**EXERCISE PROMPT**
Lines with the word "Free" are the answer; copy each of them from the data below.

**Stored data entries**
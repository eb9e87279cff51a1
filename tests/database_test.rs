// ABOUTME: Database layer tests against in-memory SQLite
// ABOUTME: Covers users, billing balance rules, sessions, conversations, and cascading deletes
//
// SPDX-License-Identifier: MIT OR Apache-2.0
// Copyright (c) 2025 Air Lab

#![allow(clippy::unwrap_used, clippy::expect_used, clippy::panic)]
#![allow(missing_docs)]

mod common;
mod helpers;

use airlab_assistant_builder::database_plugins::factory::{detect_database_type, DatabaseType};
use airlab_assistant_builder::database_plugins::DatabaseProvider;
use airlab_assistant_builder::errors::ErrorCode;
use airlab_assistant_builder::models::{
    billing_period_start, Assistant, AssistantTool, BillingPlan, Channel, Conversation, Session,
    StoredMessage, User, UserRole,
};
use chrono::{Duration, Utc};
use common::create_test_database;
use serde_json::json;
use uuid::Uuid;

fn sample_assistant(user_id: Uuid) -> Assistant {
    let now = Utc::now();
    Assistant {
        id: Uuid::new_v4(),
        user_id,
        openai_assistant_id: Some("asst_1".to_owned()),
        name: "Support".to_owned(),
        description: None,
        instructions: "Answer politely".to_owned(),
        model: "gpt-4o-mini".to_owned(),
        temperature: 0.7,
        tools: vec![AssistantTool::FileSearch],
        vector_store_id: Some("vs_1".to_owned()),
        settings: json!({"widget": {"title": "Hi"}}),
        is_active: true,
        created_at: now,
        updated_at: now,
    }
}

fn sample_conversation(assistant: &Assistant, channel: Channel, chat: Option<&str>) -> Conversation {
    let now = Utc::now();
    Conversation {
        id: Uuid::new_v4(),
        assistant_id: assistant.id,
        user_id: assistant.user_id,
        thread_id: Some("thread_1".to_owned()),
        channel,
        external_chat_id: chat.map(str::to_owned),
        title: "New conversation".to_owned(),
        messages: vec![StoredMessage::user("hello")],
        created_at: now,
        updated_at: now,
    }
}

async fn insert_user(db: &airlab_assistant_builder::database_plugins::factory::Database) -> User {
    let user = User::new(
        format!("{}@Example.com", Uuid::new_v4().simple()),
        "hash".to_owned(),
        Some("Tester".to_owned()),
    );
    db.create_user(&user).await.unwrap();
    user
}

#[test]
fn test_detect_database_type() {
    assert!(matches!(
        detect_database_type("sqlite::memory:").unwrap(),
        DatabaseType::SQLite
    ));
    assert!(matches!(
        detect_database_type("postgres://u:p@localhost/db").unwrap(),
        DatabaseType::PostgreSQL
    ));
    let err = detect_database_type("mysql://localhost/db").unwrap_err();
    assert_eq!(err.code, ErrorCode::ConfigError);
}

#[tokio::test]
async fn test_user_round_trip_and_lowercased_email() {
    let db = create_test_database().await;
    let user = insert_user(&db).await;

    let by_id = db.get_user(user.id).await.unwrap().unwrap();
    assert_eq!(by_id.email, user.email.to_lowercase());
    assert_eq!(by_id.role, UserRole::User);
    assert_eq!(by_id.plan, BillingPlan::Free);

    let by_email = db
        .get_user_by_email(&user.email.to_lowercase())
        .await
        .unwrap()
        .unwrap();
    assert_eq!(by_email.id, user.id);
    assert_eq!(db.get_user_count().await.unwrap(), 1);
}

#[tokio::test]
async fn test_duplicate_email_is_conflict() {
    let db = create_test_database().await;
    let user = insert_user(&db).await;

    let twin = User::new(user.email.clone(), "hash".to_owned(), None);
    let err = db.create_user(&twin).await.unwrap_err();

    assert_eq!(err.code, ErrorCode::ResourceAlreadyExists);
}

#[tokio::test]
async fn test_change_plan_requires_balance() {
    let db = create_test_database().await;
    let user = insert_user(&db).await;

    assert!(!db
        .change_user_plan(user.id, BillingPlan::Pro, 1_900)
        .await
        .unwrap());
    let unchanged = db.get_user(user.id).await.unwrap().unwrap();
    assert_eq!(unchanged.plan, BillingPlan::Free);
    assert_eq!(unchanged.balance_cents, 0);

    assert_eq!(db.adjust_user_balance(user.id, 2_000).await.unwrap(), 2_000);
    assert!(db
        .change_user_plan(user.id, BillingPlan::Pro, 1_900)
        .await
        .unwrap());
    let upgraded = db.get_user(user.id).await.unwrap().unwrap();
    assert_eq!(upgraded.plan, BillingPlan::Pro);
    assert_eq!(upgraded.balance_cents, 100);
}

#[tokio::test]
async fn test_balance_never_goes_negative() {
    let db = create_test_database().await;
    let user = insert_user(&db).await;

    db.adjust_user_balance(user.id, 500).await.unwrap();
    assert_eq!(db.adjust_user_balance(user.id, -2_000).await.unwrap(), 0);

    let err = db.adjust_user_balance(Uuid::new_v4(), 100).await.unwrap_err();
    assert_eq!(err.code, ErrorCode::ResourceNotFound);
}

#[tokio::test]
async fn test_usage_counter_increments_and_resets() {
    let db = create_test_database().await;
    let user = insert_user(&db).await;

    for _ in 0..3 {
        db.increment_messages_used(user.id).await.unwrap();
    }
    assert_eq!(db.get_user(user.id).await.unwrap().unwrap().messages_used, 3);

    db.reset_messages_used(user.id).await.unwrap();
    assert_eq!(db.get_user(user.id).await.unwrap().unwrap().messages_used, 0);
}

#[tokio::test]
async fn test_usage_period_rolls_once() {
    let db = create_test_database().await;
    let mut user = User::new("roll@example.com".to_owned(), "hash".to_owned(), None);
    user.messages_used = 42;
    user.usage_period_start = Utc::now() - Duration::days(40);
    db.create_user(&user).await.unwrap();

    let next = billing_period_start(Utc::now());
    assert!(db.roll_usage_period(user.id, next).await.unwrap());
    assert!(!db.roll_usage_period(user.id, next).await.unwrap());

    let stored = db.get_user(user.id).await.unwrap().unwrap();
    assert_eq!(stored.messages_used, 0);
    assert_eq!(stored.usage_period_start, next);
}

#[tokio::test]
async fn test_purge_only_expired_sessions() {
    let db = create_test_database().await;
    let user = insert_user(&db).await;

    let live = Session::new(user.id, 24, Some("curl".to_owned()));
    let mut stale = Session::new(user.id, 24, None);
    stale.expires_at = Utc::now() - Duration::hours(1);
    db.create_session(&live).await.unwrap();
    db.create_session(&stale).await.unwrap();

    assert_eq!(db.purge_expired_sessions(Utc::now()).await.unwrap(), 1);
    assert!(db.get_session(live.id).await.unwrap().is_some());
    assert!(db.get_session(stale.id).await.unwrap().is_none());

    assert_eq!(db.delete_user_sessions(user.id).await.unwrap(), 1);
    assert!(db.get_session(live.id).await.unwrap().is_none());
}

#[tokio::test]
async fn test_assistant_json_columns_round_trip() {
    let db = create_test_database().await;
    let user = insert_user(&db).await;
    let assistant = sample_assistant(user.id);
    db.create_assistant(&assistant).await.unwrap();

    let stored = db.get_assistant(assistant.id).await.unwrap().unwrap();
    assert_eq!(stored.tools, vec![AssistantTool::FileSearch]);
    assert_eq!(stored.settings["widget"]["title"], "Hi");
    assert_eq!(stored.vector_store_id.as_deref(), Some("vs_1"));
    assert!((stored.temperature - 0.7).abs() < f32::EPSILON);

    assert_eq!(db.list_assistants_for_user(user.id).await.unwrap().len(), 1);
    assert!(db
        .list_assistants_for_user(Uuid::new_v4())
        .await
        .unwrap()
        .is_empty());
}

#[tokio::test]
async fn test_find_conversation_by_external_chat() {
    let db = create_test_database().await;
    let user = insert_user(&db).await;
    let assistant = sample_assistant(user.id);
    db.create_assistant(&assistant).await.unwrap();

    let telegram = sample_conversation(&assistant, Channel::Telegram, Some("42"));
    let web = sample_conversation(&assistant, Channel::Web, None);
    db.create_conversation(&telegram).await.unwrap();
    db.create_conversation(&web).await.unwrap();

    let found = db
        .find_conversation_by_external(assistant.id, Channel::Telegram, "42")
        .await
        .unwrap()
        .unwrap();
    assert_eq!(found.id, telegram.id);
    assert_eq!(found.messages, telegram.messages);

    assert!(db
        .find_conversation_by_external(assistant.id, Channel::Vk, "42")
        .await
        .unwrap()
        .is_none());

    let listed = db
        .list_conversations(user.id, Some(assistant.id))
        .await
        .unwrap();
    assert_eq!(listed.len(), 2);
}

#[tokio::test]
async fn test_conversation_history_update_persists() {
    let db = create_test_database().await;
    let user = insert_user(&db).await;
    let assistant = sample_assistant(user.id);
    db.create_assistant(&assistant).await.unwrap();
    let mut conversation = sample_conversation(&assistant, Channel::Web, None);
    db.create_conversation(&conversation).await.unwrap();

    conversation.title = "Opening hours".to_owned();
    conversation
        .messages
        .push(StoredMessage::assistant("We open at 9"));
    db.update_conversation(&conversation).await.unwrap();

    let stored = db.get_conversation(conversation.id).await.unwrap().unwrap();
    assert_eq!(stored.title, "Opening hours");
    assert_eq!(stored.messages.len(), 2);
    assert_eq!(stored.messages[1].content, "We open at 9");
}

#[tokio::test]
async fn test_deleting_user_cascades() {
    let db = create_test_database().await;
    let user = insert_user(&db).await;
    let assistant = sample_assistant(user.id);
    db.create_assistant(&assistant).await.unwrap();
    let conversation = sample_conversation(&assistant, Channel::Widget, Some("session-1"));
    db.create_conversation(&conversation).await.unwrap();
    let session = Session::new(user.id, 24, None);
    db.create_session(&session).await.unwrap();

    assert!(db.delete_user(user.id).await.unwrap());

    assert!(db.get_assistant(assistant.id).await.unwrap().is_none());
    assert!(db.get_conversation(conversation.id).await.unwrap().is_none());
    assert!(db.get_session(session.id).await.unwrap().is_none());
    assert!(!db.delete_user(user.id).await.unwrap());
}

**YOUR RESPONSE**
    assert_eq!(by_id.plan, BillingPlan::Free);
    assert_eq!(unchanged.plan, BillingPlan::Free);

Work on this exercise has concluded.